# CPU315-2DP und ET 200L über Profibus verbinden



## meisterschaf (22 April 2010)

Hi,
dies ist mein erster Versuch eine Profibusverbindung aufzubauen, daher bitte ich mögliches Unwissen zu entschuldigen.

Ich versuche derzeit eine CPU315-DP (315-2AF02-0AB0) mit einer ET200L (133-1BL00-0XB0) über Profibus miteinander zu verbinden. 
Habe bereits nach den Unterlagen aus dem Internet versucht, die Kommunikation über die DP-Send/DP-Recive-Bausteine zu Programmieren, aber dies funktionierte nicht.
Derzeit melden CPU und ET200L keine Busfehler. Sind die beiden DP-Bausteine Programmiert lässt sich die SPS nicht mehr starten, bleibt im Stop-Modus stehen und meldet SF.

Ich hoffe ihr könnt mir weiterhelfen!?

MfG


----------



## JesperMP (22 April 2010)

DP_SEND/DP_RECV werden verwendet für DP über ein CP342-5.
Wenn Du den on-board DP Schnittstelle in den 315-2DP CPU verwendst, dann kannst Du einfach die E/A von den ET200L direkt Adressieren.

Herauszufinden warum den CPU in STOP geht, ist eine gute Übung für dich.
Hinweiss: Diagnose Puffer.


----------



## MajorutyOfOne (22 April 2010)

*Diagnosepuffer*

Lies doch mal deinen Diagnosepuffer aus.

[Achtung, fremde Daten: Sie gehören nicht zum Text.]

// This Source Code Form is subject to the terms of the Mozilla Public
// License, v. 2.0. If a copy of the MPL was not distributed with this
// file, You can obtain one at https://mozilla.org/MPL/2.0/.

use thiserror::Error;

/// Result type for geometry operations
pub type Result<T> = std::result::Result<T, Error>;

/// Errors that can occur during geometry extraction
#[derive(Error, Debug, Clone, PartialEq)]
pub enum Error {
    /// Required host geometry (a solid, a boundary face) is absent
    #[error("Geometry unavailable: {0}")]
    GeometryUnavailable(String),

    /// A coincidence, union or matching test found no result within tolerance
    #[error("No result within tolerance: {0}")]
    ToleranceMismatch(String),

    #[error("Triangulation failed: {0}")]
    TriangulationError(String),

    #[error("Invalid profile: {0}")]
    InvalidProfile(String),

    #[error("Invalid extrusion parameters: {0}")]
    InvalidExtrusion(String),

    #[error("Empty mesh: {0}")]
    EmptyMesh(String),
}

impl Error {
    pub fn unavailable(what: impl Into<String>) -> Self {
        Error::GeometryUnavailable(what.into())
    }
}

Der sagt dir welcher Fehler-OB aufgerufen wird,den du dann in deine CPU lädst. Dann geht die cPU zumindest nicht mehr in Stop.


----------



## Rudi (22 April 2010)

Wie Jesper MP bereits gesagt hat, die Bausteine brauchst Du nicht !
Nur in der HW-Config entsprechende Teilnehmer eintragen und schon muss alles gehen. Die Adressen bekommst Du angezeigt.


----------



## meisterschaf (24 April 2010)

Danke, habt recht gehabt, es funktioniert!!!!


----------